Despite the film ostensibly being a Red Skelton vehicle, the title Bathing Beauty and the prominence of one star on the poster versus the minimizing of Skelton on said poster shows that Skelton ended up losing his own film, unless you think of Red Skelton as a bathing beauty.

I'm not one to judge.

Bathing Beauty has a couple of nice moments of patented Skelton comedy bits and a boatload of songs, but it's a pretty slight, thin affair whose biggest surprise comes from a most unlikely source.

Tin Pan Alley songwriter Steve Elliott (Skelton) is retiring from showbiz to marry the lovely swimming instructor Caroline Brooks (Esther Williams), who will also retire. This news alarms George Adams (Basil Rathbone), horrified that Steve won't write music for his new water spectacular.

On their wedding day, George arranges for singer Maria Dorango (Jacqueline Dalya) to pose as Steve's 'other' wife, down to producing three redheaded boys. Caroline flees back to her old job at Virginia College, an all-girls school.

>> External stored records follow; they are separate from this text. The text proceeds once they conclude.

//! Firmware identifier namespaces.
//!
//! The device hands out three flavours of connection identifier:
//!
//! - **TIDs** index established connections. Slots are assigned by the
//!   firmware, so the host side is a plain lookup table.
//! - **ATIDs** name in-flight active opens. They are host-assigned from
//!   a generation-counted arena, so a stale handle from a completed
//!   open can never free someone else's slot.
//! - **STIDs** name listening servers. IPv4 servers take one slot and
//!   IPv6 servers take two adjacent slots; the region bitmap records
//!   the width of every allocation and rejects mismatched frees.
//!
//! Releasing a TID requires telling the firmware. When that message
//! cannot be sent without blocking, the release is parked on the
//! [`reclaim::Reclaimer`] and completed later from process context.

pub mod reclaim;

use core::sync::atomic::{AtomicUsize, Ordering};

use alloc::vec::Vec;
use log::debug;
use spin::Mutex;

use crate::error::{NicError, Result};
use crate::hw::fw::TidReleaseSender;
use crate::hw::platform::{Sleeper, WorkScheduler};
use idpool::{Arena, Handle, RegionBitmap, RegionWidth};

pub use reclaim::{PendingRelease, Reclaimer, MAX_SEND_RETRIES};

/// Opaque per-connection state registered by the upper layer alongside
/// an identifier, returned on lookup and on free.
pub type OwnerToken = u64;

/// Address family of a listening server, which fixes how many STID
/// slots it occupies.
#[derive(Debug, Clone, Copy, PartialEq, Eq)]
pub enum AddrFamily {
    Ipv4,
    Ipv6,
}

impl AddrFamily {
    fn width(self) -> RegionWidth {
        match self {
            AddrFamily::Ipv4 => RegionWidth::One,
            AddrFamily::Ipv6 => RegionWidth::Two,
        }
    }
}

/// Namespace sizes, read from the firmware at configuration time.
#[derive(Debug, Clone, Copy)]
pub struct TidCounts {
    /// Connection TIDs, starting at 0.
    pub ntids: usize,
    /// Active-open TIDs.
    pub natids: usize,
    /// Server TIDs.
    pub nstids: usize,
    /// First STID value; the bitmap works in zero-based offsets and
    /// this base is applied at the edges.
    pub stid_base: u32,
}

/// Handle for an active-open identifier.
///
/// Carries a generation, so freeing it twice or after reuse fails with
/// [`NicError::BadIdentifier`] instead of corrupting the arena.
#[derive(Debug, Clone, Copy, PartialEq, Eq)]
pub struct Atid(Handle);

impl Atid {
    /// Raw identifier value carried in wire messages.
    pub fn value(&self) -> u32 {
        self.0.index()
    }
}

struct StidState {
    map: RegionBitmap,
    /// Owner token per base slot, `None` when unallocated.
    owners: Vec<Option<OwnerToken>>,
}

/// All three identifier namespaces plus the deferred-release worker.
///
/// Every namespace sits behind its own short-held lock; nothing is
/// held across a firmware interaction.
pub struct TidTable {
    counts: TidCounts,
    atids: Mutex<Arena<OwnerToken>>,
    stids: Mutex<StidState>,
    tids: Mutex<Vec<Option<OwnerToken>>>,
    tids_in_use: AtomicUsize,
    reclaim: Reclaimer,
}

impl TidTable {
    pub fn new(counts: TidCounts) -> Self {
        let mut tids = Vec::new();
        tids.resize_with(counts.ntids, || None);
        let mut owners = Vec::new();
        owners.resize_with(counts.nstids, || None);
        Self {
            counts,
            atids: Mutex::new(Arena::new(counts.natids)),
            stids: Mutex::new(StidState { map: RegionBitmap::new(counts.nstids), owners }),
            tids: Mutex::new(tids),
            tids_in_use: AtomicUsize::new(0),
            reclaim: Reclaimer::new(),
        }
    }

    pub fn counts(&self) -> TidCounts {
        self.counts
    }

    // ===================================================================
    // Active-open identifiers
    // ===================================================================

    /// Claim an ATID for a new active open.
    pub fn alloc_atid(&self, owner: OwnerToken) -> Result<Atid> {
        let handle = self.atids.lock().alloc(owner).ok_or(NicError::ResourceExhausted)?;
        Ok(Atid(handle))
    }

    /// Release an ATID, returning the owner token registered at
    /// allocation. Stale or double frees are rejected.
    pub fn free_atid(&self, atid: Atid) -> Result<OwnerToken> {
        Ok(self.atids.lock().free(atid.0)?)
    }

    /// Owner token behind a live ATID, if the handle is current.
    pub fn lookup_atid(&self, atid: Atid) -> Option<OwnerToken> {
        self.atids.lock().get(atid.0).copied()
    }

    pub fn atids_in_use(&self) -> usize {
        self.atids.lock().in_use()
    }

    // ===================================================================
    // Server identifiers
    // ===================================================================

    /// Claim an STID for a listening server. IPv6 servers occupy two
    /// adjacent slots and the returned value names the first.
    pub fn alloc_stid(&self, family: AddrFamily, owner: OwnerToken) -> Result<u32> {
        let mut st = self.stids.lock();
        let base = st.map.alloc(family.width()).ok_or(NicError::ResourceExhausted)?;
        st.owners[base] = Some(owner);
        Ok(self.counts.stid_base + base as u32)
    }

    /// Release an STID. The family must match the allocation; freeing
    /// an IPv6 server as IPv4 (or vice versa) is rejected with the
    /// slots untouched.
    pub fn free_stid(&self, stid: u32, family: AddrFamily) -> Result<OwnerToken> {
        let base = stid
            .checked_sub(self.counts.stid_base)
            .ok_or(NicError::BadIdentifier)? as usize;
        let mut st = self.stids.lock();
        st.map.free(base, family.width())?;
        // free() has validated the slot, so an owner must be present.
        st.owners[base].take().ok_or(NicError::BadIdentifier)
    }

    /// Owner token registered for a live STID.
    pub fn lookup_stid(&self, stid: u32) -> Option<OwnerToken> {
        let base = stid.checked_sub(self.counts.stid_base)? as usize;
        let st = self.stids.lock();
        if !st.map.is_used(base) {
            return None;
        }
        st.owners.get(base).copied().flatten()
    }

    pub fn stids_in_use(&self) -> usize {
        self.stids.lock().map.bits_in_use()
    }

    // ===================================================================
    // Connection identifiers
    // ===================================================================

    /// Record the owner of a firmware-assigned connection TID.
    pub fn insert_tid(&self, tid: u32, owner: OwnerToken) -> Result<()> {
        let mut tids = self.tids.lock();
        let slot = tids.get_mut(tid as usize).ok_or(NicError::BadIdentifier)?;
        if slot.replace(owner).is_none() {
            self.tids_in_use.fetch_add(1, Ordering::AcqRel);
        }
        Ok(())
    }

    /// Owner token behind a live connection TID.
    pub fn lookup_tid(&self, tid: u32) -> Option<OwnerToken> {
        self.tids.lock().get(tid as usize).copied().flatten()
    }

    /// Drop a connection TID and notify the firmware on `chan`.
    ///
    /// The table slot is cleared immediately. If the release message
    /// cannot be sent right now, the `{tid, chan}` pair is parked for
    /// the reclaim worker, so the notification still goes out exactly
    /// once. Safe to call from atomic context.
    pub fn remove_tid<H>(&self, hal: &H, chan: u8, tid: u32)
    where
        H: TidReleaseSender + WorkScheduler,
    {
        let had_owner = {
            let mut tids = self.tids.lock();
            match tids.get_mut(tid as usize) {
                Some(slot) => slot.take().is_some(),
                None => {
                    debug!("remove of out-of-range tid {}", tid);
                    return;
                }
            }
        };
        if had_owner {
            // Saturating: a remove racing a failed insert must not wrap.
            self.tids_in_use
                .fetch_update(Ordering::AcqRel, Ordering::Acquire, |n| Some(n.saturating_sub(1)))
                .ok();
        }
        if hal.try_send_tid_release(chan, tid).is_err() {
            self.reclaim.enqueue(hal, chan, tid);
        }
    }

    /// Park a TID release without attempting the immediate send.
    pub fn queue_tid_release<S: WorkScheduler>(&self, sched: &S, chan: u8, tid: u32) {
        self.reclaim.enqueue(sched, chan, tid);
    }

    /// Run the deferred-release worker. Process context only.
    pub fn process_reclaim<H>(&self, hal: &H) -> usize
    where
        H: TidReleaseSender + Sleeper + WorkScheduler,
    {
        self.reclaim.process(hal)
    }

    /// Stop deferred reclaim and wait for in-flight worker runs to
    /// drain. Part of tear-down; queued-but-unsent releases are
    /// dropped, which is fine because the firmware is reset next.
    pub fn quiesce_reclaim<S: Sleeper>(&self, sleeper: &S) {
        self.reclaim.cancel();
        let mut attempt = 0;
        while self.reclaim.is_active() {
            attempt += 1;
            sleeper.backoff(attempt);
        }
    }

    /// Re-arm deferred reclaim after a quiesce, ahead of the next
    /// bring-up.
    pub fn resume_reclaim(&self) {
        self.reclaim.reset();
    }

    pub fn tids_in_use(&self) -> usize {
        self.tids_in_use.load(Ordering::Acquire)
    }

    pub fn pending_releases(&self) -> usize {
        self.reclaim.pending()
    }
}
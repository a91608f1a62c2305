//! Downward interfaces to firmware and platform.
//!
//! The control plane never touches wire formats or bus plumbing directly;
//! everything below it is reached through the narrow traits in this
//! module. Embedders implement them once per platform.

pub mod fw;
pub mod mailbox;
pub mod platform;
pub mod regs;

pub use fw::{FwError, FwQueueOps, IntrDest, QueueRole, RspqIds, TidReleaseSender, TransientFailure};
pub use mailbox::{Mailbox, MboxError, MboxWait, MBOX_LEN};
pub use platform::{IrqError, IrqPlatform, MsixError, Sleeper, WorkScheduler};
pub use regs::Registers;

/// Everything the adapter needs from the outside world, as one bound.
///
/// Blanket-implemented, so embedders only implement the individual traits.
pub trait NicHal:
    FwQueueOps + TidReleaseSender + Mailbox + Registers + IrqPlatform + Sleeper + WorkScheduler
{
}

impl<T> NicHal for T where
    T: FwQueueOps + TidReleaseSender + Mailbox + Registers + IrqPlatform + Sleeper + WorkScheduler
{
}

However, the V.C. charter never specifically stated it was an all-girls' college, so Steve is reluctantly admitted on a two-week probationary period while the staff works out a way to get him expelled and Caroline waits for her annulment. Steve, however, won't be denied his great love, and with some music from his friends Xavier Cugat, Harry James along with some more hijinks, our lovers are finally reunited and Caroline stars in George's new aqua show.

Bathing Beauty is if anything a showcase for MGM, the studio that proudly proclaimed it had 'more stars than there are in the Heavens'. It is a fascinating film when you consider how well Bathing Beauty was tailored to just about every star in the film.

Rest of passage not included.